The Dirty Duel is November 12. Capped at 750 and expected to fill up. Just $29. Pick between the Short & Brutal 5K or Long & Difficult 6K, both designed to finish within seconds of each other for the average runner. Pick the one that suits your skills and desire. Merrell just announced $18 tubular headware (aka buffs) free for all racers. Donuts, cider, EcoTrek whole food bars for all registrants. Heaping piles of top prizes and raffle prizes. This is the only race of its kind on earth/Earth (from what we can tell online). Both courses will conquer the corn maze/field.  Shirt purchase optional.
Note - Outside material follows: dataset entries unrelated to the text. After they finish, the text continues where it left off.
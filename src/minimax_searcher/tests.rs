//! Domain-agnostic tests for the minimax searcher using Nim.
//!
//! Test coverage:
//! - Basic search functionality (winning moves, losing positions, both sides)
//! - Leaf handling (terminal states, depth 0)
//! - Alpha-beta pruning (same scores, fewer nodes, bounds ignored when disabled)
//! - Statistics (exact node counts, reset between searches)
//! - Error handling (game rejecting its own moves)

use super::*;

/// State of a Nim game: players take 1-3 objects, last to take wins.
#[derive(Clone, Debug)]
struct NimState {
    pile: u8,
    is_player_one_turn: bool,
}

impl NimState {
    fn new(pile: u8) -> Self {
        Self {
            pile,
            is_player_one_turn: true,
        }
    }

    fn player_two_to_move(pile: u8) -> Self {
        Self {
            pile,
            is_player_one_turn: false,
        }
    }
}

#[derive(Clone, Debug, PartialEq)]
struct NimMove {
    take: u8,
}

/// Player one maximizes.
struct Nim;

impl Game for Nim {
    type State = NimState;
    type Move = NimMove;
    type MoveList = Vec<NimMove>;
    type Error = &'static str;

    fn is_terminal(&self, state: &NimState) -> bool {
        state.pile == 0
    }

    fn evaluate(&self, state: &NimState) -> Score {
        if state.pile > 0 {
            return 0;
        }
        // Player to move has nothing left: the other player took the last object
        if state.is_player_one_turn {
            -1
        } else {
            1
        }
    }

    fn legal_moves(&self, state: &NimState) -> Vec<NimMove> {
        (1..=std::cmp::min(3, state.pile))
            .map(|take| NimMove { take })
            .collect()
    }

    fn apply_move(&self, state: &NimState, game_move: &NimMove) -> Result<NimState, Self::Error> {
        if game_move.take > state.pile || game_move.take == 0 || game_move.take > 3 {
            return Err("Invalid move");
        }
        Ok(NimState {
            pile: state.pile - game_move.take,
            is_player_one_turn: !state.is_player_one_turn,
        })
    }
}

/// Nim variant whose move generator offers a move its rules reject.
struct BrokenNim;

impl Game for BrokenNim {
    type State = NimState;
    type Move = NimMove;
    type MoveList = Vec<NimMove>;
    type Error = &'static str;

    fn is_terminal(&self, state: &NimState) -> bool {
        Nim.is_terminal(state)
    }

    fn evaluate(&self, state: &NimState) -> Score {
        Nim.evaluate(state)
    }

    fn legal_moves(&self, _state: &NimState) -> Vec<NimMove> {
        vec![NimMove { take: 4 }]
    }

    fn apply_move(&self, state: &NimState, game_move: &NimMove) -> Result<NimState, Self::Error> {
        Nim.apply_move(state, game_move)
    }
}

fn search(pile: u8, depth: u8, alpha_beta_enabled: bool) -> (SearchOutcome<NimMove>, usize) {
    let mut context = SearchContext::new(alpha_beta_enabled);
    let outcome = context
        .decide(&Nim, &NimState::new(pile), depth, true)
        .unwrap();
    (outcome, context.stats().nodes_evaluated)
}

#[test]
fn test_nim_finds_winning_move_from_5() {
    let (outcome, _) = search(5, 10, true);

    assert_eq!(
        outcome.best_move,
        Some(NimMove { take: 1 }),
        "From pile of 5, should take 1 to leave opponent with 4"
    );
    assert_eq!(outcome.score, 1);
}

#[test]
fn test_nim_finds_winning_move_from_6() {
    let (outcome, _) = search(6, 10, true);

    assert_eq!(
        outcome.best_move,
        Some(NimMove { take: 2 }),
        "From pile of 6, should take 2 to leave opponent with 4"
    );
}

#[test]
fn test_nim_finds_winning_move_from_7() {
    let (outcome, _) = search(7, 10, false);

    assert_eq!(
        outcome.best_move,
        Some(NimMove { take: 3 }),
        "From pile of 7, should take 3 to leave opponent with 4"
    );
}

#[test]
fn test_nim_losing_position_keeps_first_move() {
    let (outcome, _) = search(4, 10, false);

    // Every move loses, so the first one in move order is kept
    assert_eq!(outcome.score, -1);
    assert_eq!(outcome.best_move, Some(NimMove { take: 1 }));
}

#[test]
fn test_nim_minimizing_player() {
    let mut context = SearchContext::default();
    let outcome = context
        .decide(&Nim, &NimState::player_two_to_move(5), 10, false)
        .unwrap();

    assert_eq!(outcome.score, -1);
    assert_eq!(outcome.best_move, Some(NimMove { take: 1 }));
}

#[test]
fn test_terminal_state_returns_evaluation_without_move() {
    for depth in 0..5 {
        let mut context = SearchContext::default();
        let outcome = context.decide(&Nim, &NimState::new(0), depth, true).unwrap();

        assert_eq!(outcome.score, -1);
        assert_eq!(outcome.best_move, None);
        assert_eq!(context.stats().nodes_evaluated, 1);
    }
}

#[test]
fn test_depth_zero_scores_live_position_neutrally() {
    let (outcome, nodes) = search(5, 0, true);

    assert_eq!(outcome.score, 0);
    assert_eq!(outcome.best_move, None);
    assert_eq!(nodes, 1);
}

#[test]
fn test_shallow_search_cannot_see_the_win() {
    // Depth 1 only reaches non-terminal children, which all score 0
    let (outcome, _) = search(5, 1, true);

    assert_eq!(outcome.score, 0);
    assert_eq!(outcome.best_move, Some(NimMove { take: 1 }));
}

#[test]
fn test_exact_node_count_without_pruning() {
    // pile 3 -> {2, 1, 0}; 2 -> {1, 0}; 1 -> {0}
    let (_, nodes) = search(3, 3, false);
    assert_eq!(nodes, 8);
}

#[test]
fn test_pruning_preserves_scores_and_never_visits_more_nodes() {
    for pile in 0..=12 {
        for depth in 0..=8 {
            let (pruned, pruned_nodes) = search(pile, depth, true);
            let (full, full_nodes) = search(pile, depth, false);

            assert_eq!(
                pruned.score, full.score,
                "pile {} depth {}: pruning changed the score",
                pile, depth
            );
            assert!(
                pruned_nodes <= full_nodes,
                "pile {} depth {}: {} pruned nodes > {} full nodes",
                pile,
                depth,
                pruned_nodes,
                full_nodes
            );
        }
    }
}

#[test]
fn test_pruning_skips_nodes_on_deep_search() {
    let (_, pruned_nodes) = search(10, 10, true);
    let (_, full_nodes) = search(10, 10, false);

    assert!(pruned_nodes < full_nodes);
}

#[test]
fn test_search_is_deterministic() {
    let mut context = SearchContext::default();
    let state = NimState::new(9);

    let first = context.decide(&Nim, &state, 7, true).unwrap();
    let first_nodes = context.stats().nodes_evaluated;
    let second = context.decide(&Nim, &state, 7, true).unwrap();

    assert_eq!(first, second);
    assert_eq!(first_nodes, context.stats().nodes_evaluated);
}

#[test]
fn test_stats_reset_between_searches() {
    let mut context = SearchContext::new(false);

    let _ = context.decide(&Nim, &NimState::new(10), 8, true).unwrap();
    assert!(context.stats().nodes_evaluated > 8);

    let _ = context.decide(&Nim, &NimState::new(3), 3, true).unwrap();
    assert_eq!(context.stats().nodes_evaluated, 8);
    assert_eq!(context.last_score(), Some(1));
    assert!(context.last_search_duration().is_some());
}

#[test]
fn test_stats_report_pruning_flag() {
    let mut context = SearchContext::new(false);
    assert!(!context.stats().alpha_beta_enabled);

    context.set_alpha_beta(true);
    let _ = context.decide(&Nim, &NimState::new(2), 2, true).unwrap();
    assert!(context.stats().alpha_beta_enabled);
    assert!(context.is_alpha_beta_enabled());
}

#[test]
fn test_bounds_are_ignored_without_pruning() {
    let mut context = SearchContext::new(false);
    let state = NimState::new(6);

    let unbounded = context.decide(&Nim, &state, 6, true).unwrap();
    let unbounded_nodes = context.stats().nodes_evaluated;
    let windowed = context.decide_within(&Nim, &state, 6, true, 0, 0).unwrap();

    assert_eq!(unbounded, windowed);
    assert_eq!(unbounded_nodes, context.stats().nodes_evaluated);
}

#[test]
fn test_rejected_move_is_reported() {
    let mut context = SearchContext::default();
    let result = context.decide(&BrokenNim, &NimState::new(2), 3, true);

    assert!(matches!(result, Err(SearchError::MoveApplication(_))));
}

#[test]
fn test_free_function_accumulates_into_caller_counter() {
    let mut nodes = 100;
    let outcome = minimax(
        &Nim,
        &NimState::new(3),
        3,
        true,
        Score::MIN,
        Score::MAX,
        false,
        &mut nodes,
    )
    .unwrap();

    assert_eq!(nodes, 108);
    assert_eq!(outcome.best_move, Some(NimMove { take: 3 }));
}
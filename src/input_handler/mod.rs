//! Console input for the interactive game.

pub mod input;

pub use input::{read_input, InputError, MenuInput, MoveInput};
use std::io::BufRead;

use log::debug;

use crate::board::GameEnding;
use crate::game::display::{render_decision, render_summary, GameDisplay};
use crate::game::engine::{Engine, EngineConfig};
use crate::input_handler::{read_input, InputError, MenuInput, MoveInput};

const MOVE_PROMPT: &str = "Enter a move as `row col` (0-2), or `q` to quit:";
const MENU_PROMPT: &str =
    "`r` to play again, `d <easy|normal|hard|impossible>` to change difficulty, `q` to quit:";

/// Console driver for a human-versus-AI session.
pub struct GameLoop<R: BufRead> {
    engine: Engine,
    ui: GameDisplay,
    reader: R,
}

impl<R: BufRead> GameLoop<R> {
    pub fn new(config: EngineConfig, ui: GameDisplay, reader: R) -> Self {
        Self {
            engine: Engine::with_config(config),
            ui,
            reader,
        }
    }

    pub fn engine(&self) -> &Engine {
        &self.engine
    }

    /// Plays games until the user quits or input runs out, then prints the
    /// session summary.
    pub fn run(&mut self) {
        let mut stats: Option<String> = None;

        loop {
            self.ui.render_game_state(
                self.engine.board(),
                self.engine.difficulty(),
                self.engine.last_move(),
                stats.as_deref(),
            );

            if let Some(ending) = self.engine.check_game_over() {
                match ending {
                    GameEnding::Win(player) if player == self.engine.human_player() => {
                        println!("You win!")
                    }
                    GameEnding::Win(_) => println!("The AI wins!"),
                    GameEnding::Draw => println!("Draw!"),
                }

                if !self.handle_menu() {
                    break;
                }
                stats = None;
                continue;
            }

            if self.engine.is_ai_turn() {
                match self.engine.make_ai_move() {
                    Ok(coordinate) => {
                        stats = self.engine.last_record().map(|record| {
                            format!("AI played {}\n{}", coordinate, render_decision(record))
                        });
                    }
                    Err(error) => {
                        println!("error: {}", error);
                        break;
                    }
                }
                continue;
            }

            println!("{}", MOVE_PROMPT);
            match read_input::<_, MoveInput>(&mut self.reader) {
                Ok(MoveInput::Coordinate(coordinate)) => {
                    match self.engine.make_human_move(coordinate) {
                        Ok(()) => stats = None,
                        Err(error) => stats = Some(format!("error: {}", error)),
                    }
                }
                Ok(MoveInput::Quit) => break,
                Err(InputError::EndOfInput) => break,
                Err(error) => stats = Some(format!("error: {}", error)),
            }
        }

        println!("\n{}", render_summary(self.engine.records()));
    }

    /// Returns `false` when the session should end.
    fn handle_menu(&mut self) -> bool {
        loop {
            println!("{}", MENU_PROMPT);
            match read_input::<_, MenuInput>(&mut self.reader) {
                Ok(MenuInput::StartOver) => {
                    debug!("starting a new game");
                    self.engine.new_game();
                    return true;
                }
                Ok(MenuInput::ChangeDifficulty(difficulty)) => {
                    println!("{}", render_summary(self.engine.records()));
                    self.engine.set_difficulty(difficulty);
                    self.engine.reset();
                    return true;
                }
                Ok(MenuInput::Exit) | Err(InputError::EndOfInput) => return false,
                Err(error) => println!("error: {}", error),
            }
        }
    }
}
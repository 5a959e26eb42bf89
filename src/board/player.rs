use std::fmt;
use std::str::FromStr;

/// A player in the game
#[derive(Clone, Copy, PartialEq, Debug, Eq, Hash)]
pub enum Player {
    X,
    O,
}

impl Player {
    pub const ALL: [Player; 2] = [Player::X, Player::O];

    pub fn opponent(self) -> Self {
        match self {
            Player::X => Player::O,
            Player::O => Player::X,
        }
    }

    pub fn to_char(self) -> char {
        match self {
            Player::X => 'X',
            Player::O => 'O',
        }
    }
}

impl fmt::Display for Player {
    fn fmt(&self, f: &mut fmt::Formatter<'_>) -> fmt::Result {
        write!(f, "{}", self.to_char())
    }
}

impl FromStr for Player {
    type Err = &'static str;

    fn from_str(player: &str) -> Result<Self, Self::Err> {
        match player.to_lowercase().as_str() {
            "x" => Ok(Player::X),
            "o" => Ok(Player::O),
            _ => Err("invalid player; options are: x, o"),
        }
    }
}

/// A square on the board
#[derive(Clone, Copy, PartialEq, Debug, Eq, Hash)]
pub enum Cell {
    Empty,
    Occupied(Player),
}

impl Cell {
    pub fn player(self) -> Option<Player> {
        match self {
            Cell::Empty => None,
            Cell::Occupied(player) => Some(player),
        }
    }

    pub fn is_empty(self) -> bool {
        self == Cell::Empty
    }

    pub fn to_char(self) -> char {
        match self {
            Cell::Empty => '.',
            Cell::Occupied(player) => player.to_char(),
        }
    }

    pub fn from_char(c: char) -> Option<Self> {
        match c {
            '.' | '_' => Some(Cell::Empty),
            'X' | 'x' => Some(Cell::Occupied(Player::X)),
            'O' | 'o' => Some(Cell::Occupied(Player::O)),
            _ => None,
        }
    }
}

impl From<Player> for Cell {
    fn from(player: Player) -> Self {
        Cell::Occupied(player)
    }
}

#[cfg(test)]
mod tests {
    use super::*;

    #[test]
    fn test_opponent() {
        assert_eq!(Player::X.opponent(), Player::O);
        assert_eq!(Player::O.opponent(), Player::X);
    }

    #[test]
    fn test_parse_player() {
        assert_eq!("x".parse::<Player>(), Ok(Player::X));
        assert_eq!("O".parse::<Player>(), Ok(Player::O));
        assert!("white".parse::<Player>().is_err());
    }

    #[test]
    fn test_cell_chars() {
        for c in ['.', 'X', 'O'].iter() {
            assert_eq!(Cell::from_char(*c).unwrap().to_char(), *c);
        }
        assert_eq!(Cell::from_char('_'), Some(Cell::Empty));
        assert_eq!(Cell::from_char('?'), None);
    }
}
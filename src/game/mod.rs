//! A human-versus-AI tic-tac-toe session and its console front end.

pub mod analysis;
pub mod display;
pub mod engine;
pub mod r#loop; // `loop` is a reserved keyword

pub use engine::{Engine, EngineConfig, EngineError};
//! Command-line interface for the tic-tac-toe engine.
//! This module is not part of the public library API.

pub mod args;
pub mod commands;

pub use args::TicTacToeCli;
The Michigan Adventure Race: Winter Edition registration is now open. Jan. 28 at Camp Roger in Rockford. All of the fun and challenge of the ArtPrize Edition with a slightly whiter background and three hours instead of four. Fatbiking and snowshoe challenges (equipment provided) along with several mystery challenges. Same great Peppino’s pizza and veggie and meat chili from Honey Creek Inn too. Learn more here.

We appreciate your wonderful attitudes, effort and spirit! Thanks again for racing with us!